What you should do:
For the string "FrenetConfig", count the lines in the records below that contain it. Answer with that number alone.

--- Input for this task Enclosed Below ---

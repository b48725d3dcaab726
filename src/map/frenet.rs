//! Cartesian <-> Frenet coordinate transforms over a [`WaypointMap`]
//!
//! `s` is arc length along the waypoint polyline, `d` the signed lateral
//! offset. Positive `d` lies to the right of the direction of travel, the
//! side `to_cartesian` offsets towards.

use std::f64::consts::{FRAC_PI_2, FRAC_PI_4, PI};

use nalgebra::Vector2;
use ordered_float::OrderedFloat;
use serde::{Deserialize, Serialize};

use crate::common::{FrenetPoint, Point2D};
use crate::map::WaypointMap;

/// How `to_frenet` decides the sign of `d`
#[derive(Debug, Clone, Copy, PartialEq, Serialize, Deserialize)]
#[serde(tag = "mode", rename_all = "snake_case")]
pub enum LateralSign {
    /// Negative when the query point is at least as close to a fixed
    /// reference point as its projection. Only meaningful for tracks that
    /// wrap around the reference point.
    ReferencePoint { x: f64, y: f64 },
    /// Negative when the query point is left of the segment direction
    CrossProduct,
}

impl Default for LateralSign {
    fn default() -> Self {
        LateralSign::ReferencePoint { x: 1000.0, y: 2000.0 }
    }
}

/// Frenet transform settings
#[derive(Debug, Clone, Copy, PartialEq, Default, Serialize, Deserialize)]
#[serde(default)]
pub struct FrenetConfig {
    pub lateral_sign: LateralSign,
}

/// Pure coordinate transforms bound to one map
#[derive(Debug, Clone, Copy)]
pub struct CoordinateTransformer<'a> {
    map: &'a WaypointMap,
    sign: LateralSign,
}

impl<'a> CoordinateTransformer<'a> {
    pub fn new(map: &'a WaypointMap, config: &FrenetConfig) -> Self {
        CoordinateTransformer { map, sign: config.lateral_sign }
    }

    pub fn map(&self) -> &'a WaypointMap {
        self.map
    }

    /// Index of the waypoint nearest to (x, y); ties go to the lowest index
    pub fn closest_waypoint(&self, x: f64, y: f64) -> usize {
        let query = Point2D::new(x, y);
        self.map
            .waypoints()
            .iter()
            .enumerate()
            .min_by_key(|(_, wp)| OrderedFloat(query.distance(&wp.position())))
            .map(|(i, _)| i)
            .unwrap_or(0)
    }

    /// Closest waypoint, skipped forward by one if it lies more than 45 deg
    /// off the heading (i.e. it is behind the vehicle)
    pub fn next_waypoint(&self, x: f64, y: f64, heading: f64) -> usize {
        let closest = self.closest_waypoint(x, y);
        let bearing = Point2D::new(x, y).bearing_to(&self.map.position(closest));

        let mut angle = (heading - bearing).abs().rem_euclid(2.0 * PI);
        angle = angle.min(2.0 * PI - angle);

        if angle > FRAC_PI_4 {
            self.map.next_index(closest)
        } else {
            closest
        }
    }

    pub fn to_frenet(&self, x: f64, y: f64, heading: f64) -> FrenetPoint {
        let next_wp = self.next_waypoint(x, y, heading);
        let prev_wp = self.map.prev_index(next_wp);

        let origin = self.map.position(prev_wp).to_vector();
        let n = self.map.position(next_wp).to_vector() - origin;
        let rel = Vector2::new(x, y) - origin;

        // projection of rel onto the segment direction
        let n_sq = n.norm_squared();
        let proj_norm = if n_sq > 0.0 { rel.dot(&n) / n_sq } else { 0.0 };
        let proj = n * proj_norm;

        let mut d = (rel - proj).norm();
        let negative = match self.sign {
            LateralSign::ReferencePoint { x: rx, y: ry } => {
                let center = Vector2::new(rx, ry) - origin;
                (center - rel).norm() <= (center - proj).norm()
            }
            LateralSign::CrossProduct => n.perp(&rel) > 0.0,
        };
        if negative {
            d = -d;
        }

        let s = self.map.cumulative_length(prev_wp) + proj_norm * n_sq.sqrt();
        FrenetPoint::new(s, d)
    }

    pub fn to_cartesian(&self, s: f64, d: f64) -> Point2D {
        let wps = self.map.waypoints();
        let max_s = self.map.max_s();
        let s = s.rem_euclid(max_s);

        // ordered scan for the last waypoint strictly behind s
        let behind = wps.iter().take_while(|wp| wp.s < s).count();
        let (prev_wp, seg_s) = if behind == 0 {
            // before the first waypoint: on the closing segment
            let last = wps.len() - 1;
            (last, s + max_s - wps[last].s)
        } else {
            (behind - 1, s - wps[behind - 1].s)
        };
        let next_wp = self.map.next_index(prev_wp);

        let start = self.map.position(prev_wp);
        let heading = start.bearing_to(&self.map.position(next_wp));

        let seg_x = start.x + seg_s * heading.cos();
        let seg_y = start.y + seg_s * heading.sin();

        let perp_heading = heading - FRAC_PI_2;
        Point2D::new(seg_x + d * perp_heading.cos(), seg_y + d * perp_heading.sin())
    }
}
//! Utility modules for highway_planner

pub mod visualization;

pub use visualization::{colors, PathStyle, PointStyle, Visualizer};
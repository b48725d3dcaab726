//! Lane geometry of the track cross-section

use serde::{Deserialize, Serialize};

/// Static road layout
#[derive(Debug, Clone, PartialEq, Serialize, Deserialize)]
#[serde(default)]
pub struct RoadConfig {
    /// Lane width [m]
    pub lane_width: f64,
    /// Number of lanes, counted from the centerline outward
    pub num_lanes: usize,
    /// Total track length before s wraps to 0 [m]
    pub max_s: f64,
}

impl Default for RoadConfig {
    fn default() -> Self {
        Self {
            lane_width: 4.0,
            num_lanes: 3,
            max_s: 6945.554,
        }
    }
}

impl RoadConfig {
    /// Lateral offset of a lane's centerline
    pub fn lane_center(&self, lane: usize) -> f64 {
        self.lane_width / 2.0 + self.lane_width * lane as f64
    }

    /// Half-open membership band `[center - w/2, center + w/2)`
    pub fn in_lane(&self, d: f64, lane: usize) -> bool {
        let center = self.lane_center(lane);
        let half = self.lane_width / 2.0;
        d >= center - half && d < center + half
    }

    /// Lane containing the lateral offset, if any
    pub fn lane_of(&self, d: f64) -> Option<usize> {
        (0..self.num_lanes).find(|&lane| self.in_lane(d, lane))
    }

    pub fn is_valid_lane(&self, lane: usize) -> bool {
        lane < self.num_lanes
    }
}

#[cfg(test)]
mod tests {
    use super::*;

    #[test]
    fn test_lane_centers() {
        let road = RoadConfig::default();
        assert_eq!(road.lane_center(0), 2.0);
        assert_eq!(road.lane_center(1), 6.0);
        assert_eq!(road.lane_center(2), 10.0);
    }

    #[test]
    fn test_lane_band_is_half_open() {
        let road = RoadConfig::default();
        assert!(road.in_lane(0.0, 0));
        assert!(!road.in_lane(4.0, 0));
        assert!(road.in_lane(4.0, 1));
        assert_eq!(road.lane_of(7.9), Some(1));
        assert_eq!(road.lane_of(8.0), Some(2));
        assert_eq!(road.lane_of(12.0), None);
        assert_eq!(road.lane_of(-0.5), None);
    }
}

--- End of Enclosed Input for this task ---

Your response:
2